I am looking to use some of the RClone components in another Golang programme. I have imported the components I need and all seems to be working fine. To avoid potential breaking changes in the future though, I thought it may be best to pass the Args to RClone's cmd.Main so that it is as close to the equivalent of calling RClone as an executable.

		fmt.Println("Creating encrypted configuration...")

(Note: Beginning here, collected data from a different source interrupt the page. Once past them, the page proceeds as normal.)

// src/rpc/mod.rs

pub mod agent;
pub mod manager;
pub mod rate_limiter;
pub mod transport;

pub use agent::{AgentConfig, AgentStats, SocketAgent};
pub use manager::{EndpointStatus, ResetCallback, RpcManager, RpcManagerConfig};
pub use rate_limiter::{RateLimiter, RateLimiterConfig};
pub use transport::{HttpRpcTransport, HttpTransportFactory, RpcTransport, TransportFactory};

		// Create the local storage mount
		os.Args = []string{os.Args[0]}
		os.Args = append(os.Args,
			"config",
			"create",
			"storage",
			"local",
			"--config",
			"rclone.conf")

		cmd.Main()

		// Create the encrypted storage mount
		randomPassword, err := encode.GenerateRandomString(32)

		if err != nil {
			return err
		}

		os.Args = []string{os.Args[0]}
		os.Args = append(os.Args,
			"config",
			"create",
			"encrypted_storage",
			"crypt",
			"remote=storage",
			"password="+randomPassword,
			"--non-interactive",
			"--obscure",
			"--config",
			"rclone.conf")

		cmd.Main()

The issue is that calling cmd.Main() twice creates a conflict where the flags are trying to be defined twice, all sourced from the pflag package:

panic: ./rclone-app flag redefined: verbose

I think I understand the issue, it is trying to redeclare flags it already declared on the first run (rclone/configflags.go at 1107da7247db32199fde92f42c916bcb4c60dc3f · rclone/rclone · GitHub). Has anyone found a better workflow for this?

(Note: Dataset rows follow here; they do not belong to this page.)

impl<F: StreamTransportFactory> SubscriptionManager<F> {
    pub fn new(config: SubscriptionManagerConfig, factory: F) -> Self {
        let (notice_tx, _) = broadcast::channel(64);
        Self {
            backoff: BackoffPolicy::new(
                config.max_reconnect_attempts,
                config.reconnect_base_delay,
                config.reconnect_max_delay,
            ),
            config,
            factory,
            epoch: Instant::now(),
            subscriptions: DashMap::new(),
            connection: RwLock::new(None),
            next_generation: AtomicU64::new(1),
            alert_callbacks: RwLock::new(Vec::new()),
            notice_tx,
            reconnect_attempts: AtomicU32::new(0),
            exhausted: AtomicBool::new(false),
            heartbeat_guard: Mutex::new(()),
            reconnect_guard: Mutex::new(()),
            tasks: Mutex::new(Vec::new()),
        }
    }

    fn now_ms(&self) -> u64 {
        self.epoch.elapsed().as_millis() as u64
    }

    /// Opens the streaming connection if there is none and attaches every
    /// subscription not yet attached to it.
    pub async fn connect(&self) -> Result<()> {
        let connection = self.ensure_connection().await?;
        for sub in self.snapshot() {
            self.attach(&sub, &connection).await?;
        }
        Ok(())
    }

    async fn ensure_connection(&self) -> Result<Connection<F::Transport>> {
        if let Some(connection) = self.connection.read().await.as_ref() {
            return Ok(connection.clone());
        }

        let mut slot = self.connection.write().await;
        if let Some(connection) = slot.as_ref() {
            return Ok(connection.clone());
        }
        info!("🔌 Opening stream to {}", redact_url(self.factory.url()));
        let connection = Connection {
            generation: self.next_generation.fetch_add(1, Ordering::SeqCst),
            transport: self.factory.connect().await?,
        };
        *slot = Some(connection.clone());
        Ok(connection)
    }

    fn snapshot(&self) -> Vec<Arc<Subscription>> {
        self.subscriptions
            .iter()
            .map(|entry| Arc::clone(entry.value()))
            .collect()
    }

    fn listener_for(&self, sub: &Arc<Subscription>) -> NotificationListener {
        let sub = Arc::clone(sub);
        let epoch = self.epoch;
        Arc::new(move |raw: RawNotification| {
            if !sub.active.load(Ordering::SeqCst) {
                return;
            }
            // Only this subscription's clock moves.
            sub.touch(epoch.elapsed().as_millis() as u64);
            sub.message_count.fetch_add(1, Ordering::Relaxed);
            (sub.callback)(StreamEvent {
                subscription_id: sub.id.clone(),
                slot: raw.slot,
                payload: raw.value,
                received_at_ms: unix_millis(),
            });
        })
    }

    /// Attaches `sub` to `connection` unless it already is.
    async fn attach(&self, sub: &Arc<Subscription>, connection: &Connection<F::Transport>) -> Result<()> {
        let mut handle = sub.handle.lock().await;
        if matches!(*handle, Some((generation, _)) if generation == connection.generation) {
            return Ok(());
        }
        let provider_handle = connection
            .transport
            .attach(&sub.target, self.listener_for(sub))
            .await?;
        *handle = Some((connection.generation, provider_handle));
        sub.touch(self.now_ms());
        debug!("📡 {} attached to {} (handle {})", sub.id, sub.target, provider_handle);
        Ok(())
    }

    /// Registers a persistent subscription under `id`, replacing any previous
    /// one with the same id.
    ///
    /// The subscription stays tracked even if the attach fails; the next
    /// reconnect picks it up. Once reconnects are exhausted nothing is opened
    /// until `reconnect_now`.
    pub async fn subscribe<C>(&self, id: &str, target: SubscriptionTarget, callback: C) -> Result<()>
    where
        C: Fn(StreamEvent) + Send + Sync + 'static,
    {
        let sub = Arc::new(Subscription {
            id: id.to_string(),
            target,
            callback: Arc::new(callback),
            handle: Mutex::new(None),
            last_activity_ms: AtomicU64::new(self.now_ms()),
            message_count: AtomicU64::new(0),
            active: AtomicBool::new(true),
        });

        if let Some(previous) = self.subscriptions.insert(id.to_string(), Arc::clone(&sub)) {
            debug!("Replacing subscription {}", id);
            self.retire(&previous).await;
        }
        info!("➕ Subscribing {} to {}", id, sub.target);

        // A fresh connection here would leave every older subscription detached.
        if self.is_exhausted() {
            let err = NetError::ReconnectExhausted(self.reconnect_attempts());
            warn!("Subscription {} tracked until the next manual reconnect: {}", id, err);
            return Err(err);
        }

        let connection = self.ensure_connection().await.map_err(|e| {
            warn!("Subscription {} tracked but not attached: {}", id, e);
            e
        })?;
        self.attach(&sub, &connection).await.map_err(|e| {
            warn!("Subscription {} tracked but not attached: {}", id, e);
            e
        })
    }

    /// Drops the subscription. Returns whether `id` was tracked.
    pub async fn unsubscribe(&self, id: &str) -> bool {
        match self.subscriptions.remove(id) {
            Some((_, sub)) => {
                self.retire(&sub).await;
                info!("➖ Unsubscribed {}", id);
                true
            }
            None => false,
        }
    }

    /// Silences a subscription and best-effort detaches it. Detach failures on
    /// a dead transport are expected and only logged at debug.
    async fn retire(&self, sub: &Subscription) {
        sub.active.store(false, Ordering::SeqCst);
        let handle = sub.handle.lock().await.take();
        let connection = self.connection.read().await.clone();

        if let (Some((generation, provider_handle)), Some(connection)) = (handle, connection) {
            if generation == connection.generation {
                if let Err(e) = connection.transport.detach(&sub.target, provider_handle).await {
                    debug!("Ignoring detach error for {}: {}", sub.id, e);
                }
            }
        }
    }

    /// One heartbeat tick. Returns the ids found stale.
    ///
    /// Any stale subscription forces a full reconnect, whatever the ping says.
    pub async fn check_staleness(&self) -> Vec<String> {
        let _guard = match self.heartbeat_guard.try_lock() {
            Ok(guard) => guard,
            Err(_) => {
                debug!("Heartbeat still running, skipping tick");
                return Vec::new();
            }
        };

        let now = self.now_ms();
        let stale_after = self.config.stale_timeout.as_millis() as u64;
        let mut stale: Vec<String> = self
            .subscriptions
            .iter()
            .filter(|entry| {
                now.saturating_sub(entry.last_activity_ms.load(Ordering::SeqCst)) >= stale_after
            })
            .map(|entry| entry.key().clone())
            .collect();
        stale.sort();

        if stale.is_empty() {
            return stale;
        }
        if self.is_exhausted() {
            debug!("Stale subscriptions {:?} ignored, reconnects exhausted", stale);
            return stale;
        }

        let connection = self.connection.read().await.clone();
        let transport_alive = match connection {
            Some(connection) => matches!(
                timeout(self.config.soft_check_timeout, connection.transport.ping()).await,
                Ok(Ok(()))
            ),
            None => false,
        };

        let notice = StreamNotice::Stale {
            subscription_ids: stale.clone(),
            transport_alive,
        };
        warn!("⚠️ {}; reconnecting all subscriptions", notice);
        self.notify(notice);

        self.reconnect_all().await;
        stale
    }

    /// Tears the connection down and rebuilds it with every subscription
    /// re-attached, backing off between attempts. Returns whether it recovered.
    pub async fn reconnect_all(&self) -> bool {
        let _guard = match self.reconnect_guard.try_lock() {
            Ok(guard) => guard,
            Err(_) => {
                debug!("Reconnect already in progress");
                return false;
            }
        };
        if self.is_exhausted() {
            return false;
        }

        loop {
            let attempt = self.reconnect_attempts.load(Ordering::SeqCst);
            if self.backoff.is_exhausted(attempt) {
                self.exhausted.store(true, Ordering::SeqCst);
                let message = format!(
                    "🚨 CRITICAL: {} - stream to {} is down, manual intervention required",
                    NetError::ReconnectExhausted(attempt),
                    redact_url(self.factory.url())
                );
                error!("{}", message);
                self.alert(&message).await;
                return false;
            }

            sleep(self.backoff.delay_for_attempt(attempt)).await;

            match self.rebuild().await {
                Ok(resubscribed) => {
                    self.reconnect_attempts.store(0, Ordering::SeqCst);
                    let notice = StreamNotice::Recovered {
                        attempts: attempt + 1,
                        resubscribed,
                    };
                    info!("✅ {}", notice);
                    self.notify(notice);
                    return true;
                }
                Err(e) => {
                    let failed = self.reconnect_attempts.fetch_add(1, Ordering::SeqCst) + 1;
                    let notice = StreamNotice::ReconnectFailed {
                        attempt: failed,
                        error: e.to_string(),
                    };
                    warn!("🔄 {}", notice);
                    self.notify(notice);
                }
            }
        }
    }

    /// One reconnect attempt: old handles are dropped without unsubscribing
    /// and the old transport is closed outright.
    async fn rebuild(&self) -> Result<usize> {
        for sub in self.snapshot() {
            sub.handle.lock().await.take();
        }
        if let Some(old) = self.connection.write().await.take() {
            old.transport.close();
        }

        let connection = Connection {
            generation: self.next_generation.fetch_add(1, Ordering::SeqCst),
            transport: self.factory.connect().await?,
        };
        *self.connection.write().await = Some(connection.clone());

        let subs = self.snapshot();
        for sub in &subs {
            self.attach(sub, &connection).await?;
        }
        Ok(subs.len())
    }

    /// Manual intervention after exhaustion: clears the attempt counter and
    /// tries again.
    pub async fn reconnect_now(&self) -> bool {
        info!("🔧 Manual stream reconnect requested");
        self.exhausted.store(false, Ordering::SeqCst);
        self.reconnect_attempts.store(0, Ordering::SeqCst);
        self.reconnect_all().await
    }

    /// Reports and clears per-subscription message counts.
    pub fn flush_diagnostics(&self) -> Vec<(String, u64)> {
        let mut counts: Vec<(String, u64)> = self
            .subscriptions
            .iter()
            .map(|entry| (entry.key().clone(), entry.message_count.swap(0, Ordering::Relaxed)))
            .collect();
        counts.sort();

        for (id, count) in &counts {
            info!(
                "📊 {}: {} message(s) in the last {:?}",
                id, count, self.config.diagnostics_window
            );
        }
        counts
    }

    pub async fn on_alert<C>(&self, callback: C)
    where
        C: Fn(&str) + Send + Sync + 'static,
    {
        self.alert_callbacks.write().await.push(Arc::new(callback));
    }

    async fn alert(&self, message: &str) {
        let callbacks = self.alert_callbacks.read().await.clone();
        for callback in callbacks {
            callback(message);
        }
    }

    fn notify(&self, notice: StreamNotice) {
        // No receivers is fine.
        let _ = self.notice_tx.send(notice);
    }

    pub fn notices(&self) -> broadcast::Receiver<StreamNotice> {
        self.notice_tx.subscribe()
    }

    pub fn subscription_ids(&self) -> Vec<String> {
        let mut ids: Vec<String> = self.subscriptions.iter().map(|e| e.key().clone()).collect();
        ids.sort();
        ids
    }

    pub fn reconnect_attempts(&self) -> u32 {
        self.reconnect_attempts.load(Ordering::SeqCst)
    }

    pub fn is_exhausted(&self) -> bool {
        self.exhausted.load(Ordering::SeqCst)
    }

    pub fn config(&self) -> &SubscriptionManagerConfig {
        &self.config
    }

    /// Starts the staleness heartbeat and the diagnostics window loop.
    pub async fn start_heartbeat(self: &Arc<Self>, every: Duration) {
        if every.is_zero() || self.config.diagnostics_window.is_zero() {
            error!(
                "❌ Refusing to start stream heartbeat: interval {:?}, diagnostics window {:?}",
                every, self.config.diagnostics_window
            );
            return;
        }
        let mut tasks = self.tasks.lock().await;
        if !tasks.is_empty() {
            warn!("Heartbeat already running");
            return;
        }

        let manager = Arc::clone(self);
        tasks.push(tokio::spawn(async move {
            let mut ticker = interval(every);
            ticker.set_missed_tick_behavior(MissedTickBehavior::Skip);
            loop {
                ticker.tick().await;
                manager.check_staleness().await;
            }
        }));

        let manager = Arc::clone(self);
        let window = self.config.diagnostics_window;
        tasks.push(tokio::spawn(async move {
            let mut ticker = interval_at(Instant::now() + window, window);
            ticker.set_missed_tick_behavior(MissedTickBehavior::Skip);
            loop {
                ticker.tick().await;
                manager.flush_diagnostics();
            }
        }));

        info!(
            "💓 Stream heartbeat every {:?} (stale after {:?})",
            every, self.config.stale_timeout
        );
    }

    pub async fn stop_heartbeat(&self) {
        let mut tasks = self.tasks.lock().await;
        for task in tasks.drain(..) {
            task.abort();
        }
        info!("🛑 Stream heartbeat stopped");
    }

    /// Stops the loops and closes the connection. Subscriptions stay tracked.
    pub async fn shutdown(&self) {
        self.stop_heartbeat().await;
        if let Some(connection) = self.connection.write().await.take() {
            connection.transport.close();
        }
    }
}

In addition to the above two commands I will eventually look to implement a mount of encrypted_storage too, so will need a way to pass in to the mount command as well as the config.

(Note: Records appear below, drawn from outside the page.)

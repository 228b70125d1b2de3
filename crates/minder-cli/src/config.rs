//! Configuration file management for minder.
//!
//! Provides a TOML-based config file at `~/.config/minder/config.toml` and a
//! resolution chain: CLI flag > env var > config file > default.

use std::path::PathBuf;

use anyhow::{Context, Result};
use serde::{Deserialize, Serialize};

use minder_db::config::DbConfig;

// -----------------------------------------------------------------------
// Config file types
// -----------------------------------------------------------------------

#[derive(Debug, Serialize, Deserialize)]
pub struct ConfigFile {
    pub database: DatabaseSection,
}

#[derive(Debug, Serialize, Deserialize)]
pub struct DatabaseSection {
    pub url: String,
}

// -----------------------------------------------------------------------
// Paths
// -----------------------------------------------------------------------

/// Return the minder config directory.
///
/// Always uses XDG layout: `$XDG_CONFIG_HOME/minder` or `~/.config/minder`.
/// The platform-specific `dirs::config_dir()` is intentionally ignored
/// (it returns `~/Library/Application Support` on macOS).
pub fn config_dir() -> PathBuf {
    if let Ok(xdg) = std::env::var("XDG_CONFIG_HOME") {
        return PathBuf::from(xdg).join("minder");
    }
    dirs::home_dir()
        .unwrap_or_else(|| PathBuf::from("."))
        .join(".config")
        .join("minder")
}

/// Return the path to the minder config file.
pub fn config_path() -> PathBuf {
    config_dir().join("config.toml")
}

// -----------------------------------------------------------------------
// Read / write
// -----------------------------------------------------------------------

/// Load and parse the config file. Returns an error if it does not exist.
pub fn load_config() -> Result<ConfigFile> {
    let path = config_path();
    let contents = std::fs::read_to_string(&path)
        .with_context(|| format!("failed to read config file at {}", path.display()))?;
    let config: ConfigFile = toml::from_str(&contents).context("failed to parse config file")?;
    Ok(config)
}

/// Serialize and write the config file, creating parent dirs as needed.
pub fn save_config(config: &ConfigFile) -> Result<()> {
    let path = config_path();
    let dir = config_dir();
    std::fs::create_dir_all(&dir)
        .with_context(|| format!("failed to create config directory {}", dir.display()))?;

    let contents = toml::to_string_pretty(config).context("failed to serialize config")?;
    std::fs::write(&path, &contents)
        .with_context(|| format!("failed to write config file at {}", path.display()))?;

    Ok(())
}

// -----------------------------------------------------------------------
// Resolved config
// -----------------------------------------------------------------------

/// Fully resolved configuration, ready for use.
#[derive(Debug)]
pub struct MinderConfig {
    pub db_config: DbConfig,
}

impl MinderConfig {
    /// Resolve configuration using the chain: CLI flag > env var > config
    /// file > default.
    ///
    /// DB URL: `cli_db_url` > `MINDER_DATABASE_URL` env >
    /// `config_file.database.url` > `DbConfig::DEFAULT_URL`.
    pub fn resolve(cli_db_url: Option<&str>) -> Self {
        let db_url = if let Some(url) = cli_db_url {
            url.to_string()
        } else if let Ok(url) = std::env::var("MINDER_DATABASE_URL") {
            url
        } else if let Ok(cfg) = load_config() {
            cfg.database.url
        } else {
            DbConfig::DEFAULT_URL.to_string()
        };

        Self {
            db_config: DbConfig::new(db_url),
        }
    }
}

// -----------------------------------------------------------------------
// Tests
// -----------------------------------------------------------------------

#[cfg(test)]
mod tests {
    use super::*;

    fn lock_env() -> std::sync::MutexGuard<'static, ()> {
        crate::test_util::lock_env()
    }

    #[test]
    fn config_file_roundtrip() {
        let tmp = tempfile::TempDir::new().unwrap();
        let dir = tmp.path().join("minder");
        let path = dir.join("config.toml");

        let original = ConfigFile {
            database: DatabaseSection {
                url: "postgresql://testhost:5432/testdb".to_string(),
            },
        };

        std::fs::create_dir_all(&dir).unwrap();
        let contents = toml::to_string_pretty(&original).unwrap();
        std::fs::write(&path, &contents).unwrap();

        let loaded_contents = std::fs::read_to_string(&path).unwrap();
        let loaded: ConfigFile = toml::from_str(&loaded_contents).unwrap();

        assert_eq!(loaded.database.url, original.database.url);
    }

    #[test]
    fn resolve_with_cli_flag_overrides_all() {
        let _lock = lock_env();

        // Even if the env var is set, the CLI flag wins.
        unsafe { std::env::set_var("MINDER_DATABASE_URL", "postgresql://env:5432/envdb") };

        let config = MinderConfig::resolve(Some("postgresql://cli:5432/clidb"));
        assert_eq!(config.db_config.database_url, "postgresql://cli:5432/clidb");

        unsafe { std::env::remove_var("MINDER_DATABASE_URL") };
    }

    #[test]
    fn resolve_with_env_var_overrides_config_file() {
        let _lock = lock_env();

        unsafe { std::env::set_var("MINDER_DATABASE_URL", "postgresql://env:5432/envdb") };

        let config = MinderConfig::resolve(None);
        assert_eq!(config.db_config.database_url, "postgresql://env:5432/envdb");

        unsafe { std::env::remove_var("MINDER_DATABASE_URL") };
    }

    #[test]
    fn resolve_defaults_when_nothing_set() {
        let _lock = lock_env();

        unsafe { std::env::remove_var("MINDER_DATABASE_URL") };
        // Point HOME and XDG_CONFIG_HOME at a temp dir so load_config()
        // cannot find a real config file.
        let tmp = tempfile::TempDir::new().unwrap();
        let orig_home = std::env::var("HOME").ok();
        let orig_xdg = std::env::var("XDG_CONFIG_HOME").ok();
        unsafe { std::env::set_var("HOME", tmp.path()) };
        unsafe { std::env::remove_var("XDG_CONFIG_HOME") };

        let config = MinderConfig::resolve(None);

        // Restore env before asserting, to avoid poisoning the mutex on failure.
        match orig_home {
            Some(h) => unsafe { std::env::set_var("HOME", h) },
            None => unsafe { std::env::remove_var("HOME") },
        }
        match orig_xdg {
            Some(x) => unsafe { std::env::set_var("XDG_CONFIG_HOME", x) },
            None => unsafe { std::env::remove_var("XDG_CONFIG_HOME") },
        }

        assert_eq!(config.db_config.database_url, DbConfig::DEFAULT_URL);
    }

    #[test]
    fn config_path_ends_with_expected_filename() {
        let path = config_path();
        assert!(
            path.ends_with("minder/config.toml"),
            "unexpected config path: {}",
            path.display()
        );
    }
}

I am not sure it is enough, I vaguely remember having seen parameters being read during the initialization before cmd.Main() such as this little hack (introduced by me):

If you really want to ensure correct setup like the command line, then your only option is to call the command line similar to this:

So I suggest you also take a look at the RC interface - it can perform most of the command line options - and has some extra options - e.g. statistics.